- _Problem requirements_
Within the data that follows, how many lines contain the word "connective"? Reply with only the number.

- _Excerpted data_
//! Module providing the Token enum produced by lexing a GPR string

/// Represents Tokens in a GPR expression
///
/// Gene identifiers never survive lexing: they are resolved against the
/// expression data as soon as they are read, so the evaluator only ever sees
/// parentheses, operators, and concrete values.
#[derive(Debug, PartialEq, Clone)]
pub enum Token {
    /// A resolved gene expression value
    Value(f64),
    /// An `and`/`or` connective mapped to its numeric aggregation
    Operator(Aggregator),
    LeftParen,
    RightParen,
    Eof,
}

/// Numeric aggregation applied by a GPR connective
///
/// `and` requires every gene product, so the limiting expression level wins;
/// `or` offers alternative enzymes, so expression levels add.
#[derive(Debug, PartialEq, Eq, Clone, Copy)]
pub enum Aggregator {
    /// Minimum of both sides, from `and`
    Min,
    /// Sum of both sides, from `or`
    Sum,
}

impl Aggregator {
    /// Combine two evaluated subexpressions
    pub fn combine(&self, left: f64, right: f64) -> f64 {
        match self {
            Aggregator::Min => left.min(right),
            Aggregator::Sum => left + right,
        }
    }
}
==
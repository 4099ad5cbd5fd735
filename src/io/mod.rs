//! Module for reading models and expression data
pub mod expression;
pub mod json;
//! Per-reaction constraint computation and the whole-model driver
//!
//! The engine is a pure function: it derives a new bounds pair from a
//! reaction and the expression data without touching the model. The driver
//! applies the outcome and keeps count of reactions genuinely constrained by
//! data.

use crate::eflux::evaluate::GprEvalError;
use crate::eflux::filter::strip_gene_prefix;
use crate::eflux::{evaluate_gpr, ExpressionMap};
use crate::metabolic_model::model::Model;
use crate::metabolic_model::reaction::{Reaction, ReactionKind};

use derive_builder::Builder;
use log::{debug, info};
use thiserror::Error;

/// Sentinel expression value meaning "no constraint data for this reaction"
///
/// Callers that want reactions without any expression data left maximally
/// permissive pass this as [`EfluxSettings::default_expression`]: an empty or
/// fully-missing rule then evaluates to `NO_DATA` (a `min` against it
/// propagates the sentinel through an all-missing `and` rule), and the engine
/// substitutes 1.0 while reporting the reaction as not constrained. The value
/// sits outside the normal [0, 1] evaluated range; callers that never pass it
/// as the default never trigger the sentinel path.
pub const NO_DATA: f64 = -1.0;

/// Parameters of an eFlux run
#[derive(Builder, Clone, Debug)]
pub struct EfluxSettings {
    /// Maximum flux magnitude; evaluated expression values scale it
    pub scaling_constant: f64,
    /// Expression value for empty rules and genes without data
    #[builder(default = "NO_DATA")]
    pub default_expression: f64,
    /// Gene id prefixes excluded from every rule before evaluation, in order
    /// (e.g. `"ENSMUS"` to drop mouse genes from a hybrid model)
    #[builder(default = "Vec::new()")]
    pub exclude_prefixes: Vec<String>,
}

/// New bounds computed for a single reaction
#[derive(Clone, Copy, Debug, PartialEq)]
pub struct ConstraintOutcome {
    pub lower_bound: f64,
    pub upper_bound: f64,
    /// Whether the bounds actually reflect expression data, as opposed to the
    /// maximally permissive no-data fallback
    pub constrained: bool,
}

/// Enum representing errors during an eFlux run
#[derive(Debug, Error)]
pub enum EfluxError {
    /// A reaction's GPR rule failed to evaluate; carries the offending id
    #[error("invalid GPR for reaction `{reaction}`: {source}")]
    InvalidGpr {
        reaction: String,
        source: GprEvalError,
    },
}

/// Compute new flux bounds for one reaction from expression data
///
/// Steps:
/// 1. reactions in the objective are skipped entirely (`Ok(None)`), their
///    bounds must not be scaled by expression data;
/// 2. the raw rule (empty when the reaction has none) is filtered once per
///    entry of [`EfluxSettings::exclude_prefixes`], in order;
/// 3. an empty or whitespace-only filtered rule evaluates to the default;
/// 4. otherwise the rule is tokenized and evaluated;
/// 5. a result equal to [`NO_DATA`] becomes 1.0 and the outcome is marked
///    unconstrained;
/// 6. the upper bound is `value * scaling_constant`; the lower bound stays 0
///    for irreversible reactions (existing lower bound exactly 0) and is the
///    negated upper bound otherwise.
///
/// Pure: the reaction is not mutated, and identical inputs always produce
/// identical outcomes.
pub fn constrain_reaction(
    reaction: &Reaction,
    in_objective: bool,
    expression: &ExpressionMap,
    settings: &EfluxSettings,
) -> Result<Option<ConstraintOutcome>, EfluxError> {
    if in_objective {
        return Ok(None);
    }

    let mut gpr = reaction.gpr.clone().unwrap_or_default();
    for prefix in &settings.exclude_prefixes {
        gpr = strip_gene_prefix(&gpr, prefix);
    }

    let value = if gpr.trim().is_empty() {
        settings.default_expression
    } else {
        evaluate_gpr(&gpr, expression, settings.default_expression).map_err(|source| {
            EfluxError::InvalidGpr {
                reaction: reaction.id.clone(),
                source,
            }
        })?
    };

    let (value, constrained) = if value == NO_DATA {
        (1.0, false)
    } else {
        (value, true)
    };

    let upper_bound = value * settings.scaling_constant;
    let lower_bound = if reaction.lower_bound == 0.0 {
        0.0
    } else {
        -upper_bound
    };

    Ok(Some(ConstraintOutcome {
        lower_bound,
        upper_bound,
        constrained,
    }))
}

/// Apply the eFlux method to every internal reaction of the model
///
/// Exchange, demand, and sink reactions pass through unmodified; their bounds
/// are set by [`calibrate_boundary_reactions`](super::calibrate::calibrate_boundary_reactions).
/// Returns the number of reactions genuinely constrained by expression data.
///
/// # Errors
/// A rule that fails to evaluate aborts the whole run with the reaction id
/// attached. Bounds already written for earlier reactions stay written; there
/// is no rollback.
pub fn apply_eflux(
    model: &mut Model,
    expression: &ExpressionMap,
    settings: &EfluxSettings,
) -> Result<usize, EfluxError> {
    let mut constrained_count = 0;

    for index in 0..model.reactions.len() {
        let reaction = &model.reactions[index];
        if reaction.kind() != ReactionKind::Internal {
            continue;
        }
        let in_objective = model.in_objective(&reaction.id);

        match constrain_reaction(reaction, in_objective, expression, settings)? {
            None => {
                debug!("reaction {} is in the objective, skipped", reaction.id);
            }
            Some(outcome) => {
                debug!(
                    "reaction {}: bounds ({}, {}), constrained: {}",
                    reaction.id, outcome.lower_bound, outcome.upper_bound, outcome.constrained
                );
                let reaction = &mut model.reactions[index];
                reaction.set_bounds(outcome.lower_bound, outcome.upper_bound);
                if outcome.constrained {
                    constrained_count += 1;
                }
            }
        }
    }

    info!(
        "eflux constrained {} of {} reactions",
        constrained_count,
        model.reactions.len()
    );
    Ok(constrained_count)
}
==
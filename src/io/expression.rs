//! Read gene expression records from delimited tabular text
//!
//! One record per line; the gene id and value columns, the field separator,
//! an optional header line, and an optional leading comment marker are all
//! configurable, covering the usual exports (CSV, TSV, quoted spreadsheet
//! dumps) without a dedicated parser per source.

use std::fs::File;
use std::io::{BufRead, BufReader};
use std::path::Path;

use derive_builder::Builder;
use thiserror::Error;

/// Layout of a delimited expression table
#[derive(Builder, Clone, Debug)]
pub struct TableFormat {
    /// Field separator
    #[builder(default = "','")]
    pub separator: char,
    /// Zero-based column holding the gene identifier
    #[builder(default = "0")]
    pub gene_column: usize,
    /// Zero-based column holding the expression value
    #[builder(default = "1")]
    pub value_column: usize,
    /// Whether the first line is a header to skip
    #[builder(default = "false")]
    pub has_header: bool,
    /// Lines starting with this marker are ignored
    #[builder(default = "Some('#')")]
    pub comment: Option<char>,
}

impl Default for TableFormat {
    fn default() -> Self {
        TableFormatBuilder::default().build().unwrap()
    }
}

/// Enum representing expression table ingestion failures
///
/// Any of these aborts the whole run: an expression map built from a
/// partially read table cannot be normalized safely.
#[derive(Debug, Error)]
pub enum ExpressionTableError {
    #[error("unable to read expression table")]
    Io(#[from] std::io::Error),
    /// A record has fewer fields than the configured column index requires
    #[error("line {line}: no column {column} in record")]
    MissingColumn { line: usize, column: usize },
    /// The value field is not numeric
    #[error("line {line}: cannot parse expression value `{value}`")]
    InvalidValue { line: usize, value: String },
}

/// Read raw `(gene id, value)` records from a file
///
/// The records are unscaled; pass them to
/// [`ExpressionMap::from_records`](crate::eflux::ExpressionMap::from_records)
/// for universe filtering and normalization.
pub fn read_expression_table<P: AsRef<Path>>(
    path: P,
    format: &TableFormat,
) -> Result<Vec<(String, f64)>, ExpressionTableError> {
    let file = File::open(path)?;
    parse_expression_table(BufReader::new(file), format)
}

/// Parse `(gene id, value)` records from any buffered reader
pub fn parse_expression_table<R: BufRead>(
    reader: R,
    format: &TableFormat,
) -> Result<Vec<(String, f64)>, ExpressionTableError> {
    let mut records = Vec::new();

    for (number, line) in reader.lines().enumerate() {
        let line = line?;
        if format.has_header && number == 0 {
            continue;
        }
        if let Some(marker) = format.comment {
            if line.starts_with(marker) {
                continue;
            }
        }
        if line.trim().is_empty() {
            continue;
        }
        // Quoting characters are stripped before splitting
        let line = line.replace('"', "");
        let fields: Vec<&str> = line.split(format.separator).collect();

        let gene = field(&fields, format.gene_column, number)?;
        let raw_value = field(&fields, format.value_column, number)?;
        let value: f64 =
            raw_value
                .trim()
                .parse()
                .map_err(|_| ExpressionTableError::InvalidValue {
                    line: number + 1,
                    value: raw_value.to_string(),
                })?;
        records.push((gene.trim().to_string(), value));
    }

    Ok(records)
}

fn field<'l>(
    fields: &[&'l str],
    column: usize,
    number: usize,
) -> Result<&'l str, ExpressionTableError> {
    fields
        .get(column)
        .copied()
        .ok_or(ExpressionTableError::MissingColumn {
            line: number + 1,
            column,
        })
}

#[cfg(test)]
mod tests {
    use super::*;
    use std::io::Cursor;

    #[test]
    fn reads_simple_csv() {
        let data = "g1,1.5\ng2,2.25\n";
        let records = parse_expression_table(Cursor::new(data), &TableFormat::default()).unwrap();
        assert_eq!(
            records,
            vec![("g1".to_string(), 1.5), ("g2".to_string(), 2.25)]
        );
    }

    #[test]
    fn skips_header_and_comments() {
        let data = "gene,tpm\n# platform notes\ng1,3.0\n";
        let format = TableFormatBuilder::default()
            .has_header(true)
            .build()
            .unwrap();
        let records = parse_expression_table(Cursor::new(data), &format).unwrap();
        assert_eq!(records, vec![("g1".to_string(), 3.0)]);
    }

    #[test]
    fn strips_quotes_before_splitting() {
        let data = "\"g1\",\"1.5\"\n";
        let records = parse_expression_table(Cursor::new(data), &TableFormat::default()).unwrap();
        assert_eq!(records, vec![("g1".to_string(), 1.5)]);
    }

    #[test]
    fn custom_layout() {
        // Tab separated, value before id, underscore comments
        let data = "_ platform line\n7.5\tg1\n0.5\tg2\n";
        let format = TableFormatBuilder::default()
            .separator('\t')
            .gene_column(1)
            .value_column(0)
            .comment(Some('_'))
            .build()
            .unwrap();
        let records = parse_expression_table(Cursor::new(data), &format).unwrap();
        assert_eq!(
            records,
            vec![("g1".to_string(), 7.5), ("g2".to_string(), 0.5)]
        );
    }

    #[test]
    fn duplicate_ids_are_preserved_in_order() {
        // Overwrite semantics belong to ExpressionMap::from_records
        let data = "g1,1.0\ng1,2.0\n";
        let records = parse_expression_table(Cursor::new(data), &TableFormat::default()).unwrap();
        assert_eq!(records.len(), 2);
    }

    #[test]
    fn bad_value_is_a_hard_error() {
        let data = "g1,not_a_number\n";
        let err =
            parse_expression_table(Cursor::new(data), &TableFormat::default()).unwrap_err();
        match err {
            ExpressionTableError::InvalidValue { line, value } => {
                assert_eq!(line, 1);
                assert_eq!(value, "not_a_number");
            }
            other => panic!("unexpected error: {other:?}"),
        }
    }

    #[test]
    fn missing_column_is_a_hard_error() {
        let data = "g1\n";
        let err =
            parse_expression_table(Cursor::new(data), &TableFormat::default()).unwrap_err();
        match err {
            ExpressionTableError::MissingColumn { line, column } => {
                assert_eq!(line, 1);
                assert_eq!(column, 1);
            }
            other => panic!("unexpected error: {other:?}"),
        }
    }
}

- _Response to this task_
2